→ **GOAL OF THE EXERCISE**: Return every line of the data below that includes the string "backlog".

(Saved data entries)

***

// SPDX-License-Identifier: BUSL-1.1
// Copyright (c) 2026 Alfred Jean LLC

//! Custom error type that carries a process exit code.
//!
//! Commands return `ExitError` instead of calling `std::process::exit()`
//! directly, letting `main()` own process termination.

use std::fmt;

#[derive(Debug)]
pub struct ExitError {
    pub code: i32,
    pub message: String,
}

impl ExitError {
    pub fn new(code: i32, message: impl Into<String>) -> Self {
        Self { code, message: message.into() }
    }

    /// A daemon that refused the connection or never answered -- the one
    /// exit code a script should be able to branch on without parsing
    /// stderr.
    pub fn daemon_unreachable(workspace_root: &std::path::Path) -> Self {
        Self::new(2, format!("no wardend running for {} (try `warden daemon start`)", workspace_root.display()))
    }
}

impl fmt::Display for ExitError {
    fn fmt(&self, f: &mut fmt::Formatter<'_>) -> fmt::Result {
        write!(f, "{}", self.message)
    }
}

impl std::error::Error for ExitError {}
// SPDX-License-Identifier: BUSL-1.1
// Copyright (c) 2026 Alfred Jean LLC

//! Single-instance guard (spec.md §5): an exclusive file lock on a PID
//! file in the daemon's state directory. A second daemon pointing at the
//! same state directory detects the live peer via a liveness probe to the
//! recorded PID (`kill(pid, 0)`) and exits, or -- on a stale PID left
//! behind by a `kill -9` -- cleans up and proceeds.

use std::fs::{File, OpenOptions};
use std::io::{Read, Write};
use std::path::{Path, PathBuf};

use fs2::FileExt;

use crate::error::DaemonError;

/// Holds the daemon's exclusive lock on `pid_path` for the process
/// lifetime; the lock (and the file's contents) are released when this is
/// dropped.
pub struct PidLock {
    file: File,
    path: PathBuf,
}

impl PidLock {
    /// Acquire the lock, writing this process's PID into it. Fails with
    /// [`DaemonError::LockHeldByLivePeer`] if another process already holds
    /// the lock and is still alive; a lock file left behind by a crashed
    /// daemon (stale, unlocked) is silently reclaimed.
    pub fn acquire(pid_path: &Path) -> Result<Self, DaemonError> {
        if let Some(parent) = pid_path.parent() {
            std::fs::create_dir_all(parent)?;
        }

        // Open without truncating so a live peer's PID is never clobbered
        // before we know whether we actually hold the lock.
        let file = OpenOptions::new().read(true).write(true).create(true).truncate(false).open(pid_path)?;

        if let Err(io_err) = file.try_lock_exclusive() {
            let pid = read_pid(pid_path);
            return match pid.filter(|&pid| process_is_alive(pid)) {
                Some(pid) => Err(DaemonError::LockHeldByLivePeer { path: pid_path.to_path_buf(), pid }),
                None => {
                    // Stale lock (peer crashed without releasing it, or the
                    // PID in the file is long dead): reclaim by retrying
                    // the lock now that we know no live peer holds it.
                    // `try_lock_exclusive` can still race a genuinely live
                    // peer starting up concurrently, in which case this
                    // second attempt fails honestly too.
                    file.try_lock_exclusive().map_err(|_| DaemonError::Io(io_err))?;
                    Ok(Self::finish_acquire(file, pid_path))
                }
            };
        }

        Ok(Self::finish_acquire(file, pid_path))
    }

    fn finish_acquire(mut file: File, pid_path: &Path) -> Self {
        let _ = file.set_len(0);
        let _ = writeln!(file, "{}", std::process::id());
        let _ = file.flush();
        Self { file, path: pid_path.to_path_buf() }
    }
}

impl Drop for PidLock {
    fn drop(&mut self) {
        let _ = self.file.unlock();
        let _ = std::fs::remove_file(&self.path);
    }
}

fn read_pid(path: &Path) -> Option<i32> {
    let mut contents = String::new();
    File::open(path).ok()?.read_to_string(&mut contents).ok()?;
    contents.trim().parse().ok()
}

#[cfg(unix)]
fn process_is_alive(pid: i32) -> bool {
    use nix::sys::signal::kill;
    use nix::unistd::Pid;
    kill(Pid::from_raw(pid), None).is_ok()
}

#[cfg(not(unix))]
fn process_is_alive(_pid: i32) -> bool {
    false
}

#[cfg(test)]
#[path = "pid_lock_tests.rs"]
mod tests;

***

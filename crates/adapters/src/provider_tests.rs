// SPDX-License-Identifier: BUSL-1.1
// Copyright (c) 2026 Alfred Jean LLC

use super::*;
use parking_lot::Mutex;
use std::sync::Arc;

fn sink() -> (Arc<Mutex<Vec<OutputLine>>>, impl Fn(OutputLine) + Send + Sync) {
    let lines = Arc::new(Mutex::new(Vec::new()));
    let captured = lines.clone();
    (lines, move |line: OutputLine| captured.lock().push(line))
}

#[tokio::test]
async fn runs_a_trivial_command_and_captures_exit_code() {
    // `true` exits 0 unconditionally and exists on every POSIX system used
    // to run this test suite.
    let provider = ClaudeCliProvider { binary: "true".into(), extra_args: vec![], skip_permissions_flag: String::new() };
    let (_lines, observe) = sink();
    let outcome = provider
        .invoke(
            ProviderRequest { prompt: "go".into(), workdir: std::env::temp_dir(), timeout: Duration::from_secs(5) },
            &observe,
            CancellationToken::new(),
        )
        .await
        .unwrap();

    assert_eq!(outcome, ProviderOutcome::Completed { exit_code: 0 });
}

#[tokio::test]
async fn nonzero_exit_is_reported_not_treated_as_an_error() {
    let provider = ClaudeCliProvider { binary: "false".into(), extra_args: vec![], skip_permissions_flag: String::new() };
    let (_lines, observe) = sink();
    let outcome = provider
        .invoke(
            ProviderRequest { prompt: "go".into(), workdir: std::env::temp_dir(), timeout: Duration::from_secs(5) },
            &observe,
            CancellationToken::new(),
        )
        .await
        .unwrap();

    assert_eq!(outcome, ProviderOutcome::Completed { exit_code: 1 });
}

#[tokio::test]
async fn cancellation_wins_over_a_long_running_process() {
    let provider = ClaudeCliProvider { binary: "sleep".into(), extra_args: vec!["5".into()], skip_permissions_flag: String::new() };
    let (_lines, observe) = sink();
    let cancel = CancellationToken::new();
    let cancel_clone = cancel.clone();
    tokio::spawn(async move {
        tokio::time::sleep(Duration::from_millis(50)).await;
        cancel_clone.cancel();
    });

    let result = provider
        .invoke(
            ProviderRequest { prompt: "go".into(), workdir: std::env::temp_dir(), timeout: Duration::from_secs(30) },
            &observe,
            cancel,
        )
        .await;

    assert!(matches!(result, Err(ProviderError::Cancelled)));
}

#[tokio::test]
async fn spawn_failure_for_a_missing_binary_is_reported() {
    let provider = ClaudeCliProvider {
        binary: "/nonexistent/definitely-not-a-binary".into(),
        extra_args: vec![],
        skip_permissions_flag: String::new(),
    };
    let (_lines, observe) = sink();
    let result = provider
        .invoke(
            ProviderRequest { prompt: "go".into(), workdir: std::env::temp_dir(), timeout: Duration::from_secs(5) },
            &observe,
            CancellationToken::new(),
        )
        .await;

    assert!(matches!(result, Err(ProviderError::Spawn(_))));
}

***

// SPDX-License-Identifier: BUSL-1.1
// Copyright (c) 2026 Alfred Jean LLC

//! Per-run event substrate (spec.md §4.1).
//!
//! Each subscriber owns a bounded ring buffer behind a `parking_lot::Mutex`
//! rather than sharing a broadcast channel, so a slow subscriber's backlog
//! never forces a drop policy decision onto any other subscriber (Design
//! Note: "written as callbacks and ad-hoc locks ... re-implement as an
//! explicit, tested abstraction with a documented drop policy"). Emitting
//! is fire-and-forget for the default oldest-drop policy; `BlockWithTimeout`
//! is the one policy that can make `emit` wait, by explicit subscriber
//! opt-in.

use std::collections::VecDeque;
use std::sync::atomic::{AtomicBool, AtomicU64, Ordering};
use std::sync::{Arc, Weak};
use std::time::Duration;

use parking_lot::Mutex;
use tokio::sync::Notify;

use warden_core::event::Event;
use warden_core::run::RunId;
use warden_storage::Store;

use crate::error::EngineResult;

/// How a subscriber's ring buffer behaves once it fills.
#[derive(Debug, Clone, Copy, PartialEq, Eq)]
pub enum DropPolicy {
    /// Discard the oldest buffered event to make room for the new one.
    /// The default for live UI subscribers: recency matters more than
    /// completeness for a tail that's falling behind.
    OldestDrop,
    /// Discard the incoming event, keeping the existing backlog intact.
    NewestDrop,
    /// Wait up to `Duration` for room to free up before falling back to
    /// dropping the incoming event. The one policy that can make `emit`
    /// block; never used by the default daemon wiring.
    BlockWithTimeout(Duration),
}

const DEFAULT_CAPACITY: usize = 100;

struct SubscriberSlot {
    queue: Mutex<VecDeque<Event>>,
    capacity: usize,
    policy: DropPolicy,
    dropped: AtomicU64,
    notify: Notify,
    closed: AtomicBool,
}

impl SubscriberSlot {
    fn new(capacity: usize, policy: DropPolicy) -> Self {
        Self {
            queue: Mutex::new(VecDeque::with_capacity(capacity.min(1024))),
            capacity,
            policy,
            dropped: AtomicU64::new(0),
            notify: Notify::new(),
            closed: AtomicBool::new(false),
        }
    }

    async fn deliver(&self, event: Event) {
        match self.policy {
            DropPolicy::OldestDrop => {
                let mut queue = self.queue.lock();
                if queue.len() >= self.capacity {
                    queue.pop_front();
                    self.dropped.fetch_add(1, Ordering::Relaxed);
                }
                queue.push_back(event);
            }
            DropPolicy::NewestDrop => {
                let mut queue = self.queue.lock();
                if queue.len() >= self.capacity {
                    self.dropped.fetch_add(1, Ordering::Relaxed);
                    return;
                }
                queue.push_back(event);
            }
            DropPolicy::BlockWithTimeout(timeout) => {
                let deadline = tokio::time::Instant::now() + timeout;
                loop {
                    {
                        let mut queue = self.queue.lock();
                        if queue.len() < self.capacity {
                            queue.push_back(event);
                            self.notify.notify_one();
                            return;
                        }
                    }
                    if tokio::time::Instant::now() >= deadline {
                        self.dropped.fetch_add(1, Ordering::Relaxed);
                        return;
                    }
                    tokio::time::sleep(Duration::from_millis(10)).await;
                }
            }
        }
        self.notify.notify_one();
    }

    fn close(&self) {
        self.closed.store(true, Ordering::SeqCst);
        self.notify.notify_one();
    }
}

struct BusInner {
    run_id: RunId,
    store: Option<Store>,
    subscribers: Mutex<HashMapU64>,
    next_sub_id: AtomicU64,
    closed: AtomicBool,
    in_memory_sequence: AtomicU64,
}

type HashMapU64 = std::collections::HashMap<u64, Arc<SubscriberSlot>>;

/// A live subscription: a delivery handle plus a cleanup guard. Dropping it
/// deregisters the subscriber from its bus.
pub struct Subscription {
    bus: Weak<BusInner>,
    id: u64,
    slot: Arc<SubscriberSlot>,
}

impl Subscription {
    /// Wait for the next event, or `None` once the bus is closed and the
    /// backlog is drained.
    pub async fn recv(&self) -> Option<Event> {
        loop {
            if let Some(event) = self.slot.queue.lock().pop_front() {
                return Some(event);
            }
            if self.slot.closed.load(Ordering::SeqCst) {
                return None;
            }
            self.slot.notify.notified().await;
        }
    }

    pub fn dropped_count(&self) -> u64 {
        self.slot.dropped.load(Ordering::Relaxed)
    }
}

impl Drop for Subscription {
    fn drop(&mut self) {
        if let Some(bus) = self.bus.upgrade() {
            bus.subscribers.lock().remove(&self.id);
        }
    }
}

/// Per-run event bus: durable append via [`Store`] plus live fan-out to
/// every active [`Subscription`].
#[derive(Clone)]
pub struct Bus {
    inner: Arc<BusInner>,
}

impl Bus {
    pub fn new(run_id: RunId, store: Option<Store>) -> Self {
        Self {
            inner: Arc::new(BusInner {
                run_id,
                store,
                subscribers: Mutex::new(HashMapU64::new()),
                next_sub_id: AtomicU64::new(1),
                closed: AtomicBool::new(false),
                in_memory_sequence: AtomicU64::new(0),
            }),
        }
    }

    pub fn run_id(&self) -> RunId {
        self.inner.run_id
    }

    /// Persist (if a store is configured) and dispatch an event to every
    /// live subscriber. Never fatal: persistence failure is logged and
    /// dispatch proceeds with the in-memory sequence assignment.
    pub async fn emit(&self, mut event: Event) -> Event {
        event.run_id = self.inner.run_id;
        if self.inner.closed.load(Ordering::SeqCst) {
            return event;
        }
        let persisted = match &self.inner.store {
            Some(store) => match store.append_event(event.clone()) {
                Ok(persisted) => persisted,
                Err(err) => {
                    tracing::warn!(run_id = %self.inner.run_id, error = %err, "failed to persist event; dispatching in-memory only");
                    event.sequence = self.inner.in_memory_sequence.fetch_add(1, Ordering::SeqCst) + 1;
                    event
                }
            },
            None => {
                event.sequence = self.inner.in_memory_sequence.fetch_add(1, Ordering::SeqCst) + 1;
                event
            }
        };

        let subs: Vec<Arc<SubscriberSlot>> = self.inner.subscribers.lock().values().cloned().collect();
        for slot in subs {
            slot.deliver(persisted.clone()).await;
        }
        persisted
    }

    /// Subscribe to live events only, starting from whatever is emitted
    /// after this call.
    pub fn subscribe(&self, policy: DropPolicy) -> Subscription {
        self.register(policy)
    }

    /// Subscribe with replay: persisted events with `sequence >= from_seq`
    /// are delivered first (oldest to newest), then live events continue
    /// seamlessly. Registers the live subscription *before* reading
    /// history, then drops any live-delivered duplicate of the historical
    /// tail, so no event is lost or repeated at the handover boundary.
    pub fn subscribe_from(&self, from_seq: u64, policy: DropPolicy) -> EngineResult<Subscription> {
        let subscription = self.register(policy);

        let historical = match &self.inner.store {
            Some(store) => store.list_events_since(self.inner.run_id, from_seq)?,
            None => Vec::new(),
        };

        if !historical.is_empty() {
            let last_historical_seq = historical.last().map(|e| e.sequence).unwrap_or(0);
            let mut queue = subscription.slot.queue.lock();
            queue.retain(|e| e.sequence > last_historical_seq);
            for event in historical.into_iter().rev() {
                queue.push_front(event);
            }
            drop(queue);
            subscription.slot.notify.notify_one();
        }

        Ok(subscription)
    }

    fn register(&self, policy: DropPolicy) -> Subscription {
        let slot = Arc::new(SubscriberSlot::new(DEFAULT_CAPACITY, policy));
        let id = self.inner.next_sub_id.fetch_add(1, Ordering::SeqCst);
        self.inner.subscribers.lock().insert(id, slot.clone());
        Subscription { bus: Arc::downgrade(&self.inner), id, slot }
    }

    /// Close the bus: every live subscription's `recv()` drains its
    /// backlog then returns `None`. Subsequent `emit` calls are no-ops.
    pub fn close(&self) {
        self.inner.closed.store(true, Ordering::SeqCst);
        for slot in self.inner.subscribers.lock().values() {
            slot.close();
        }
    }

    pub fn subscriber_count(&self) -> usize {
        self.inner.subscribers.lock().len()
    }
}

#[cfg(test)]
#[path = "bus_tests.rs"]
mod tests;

***

→ **OUTPUT**:
//! rather than sharing a broadcast channel, so a slow subscriber's backlog
    /// Discard the incoming event, keeping the existing backlog intact.
    /// backlog is drained.
    /// backlog then returns `None`. Subsequent `emit` calls are no-ops.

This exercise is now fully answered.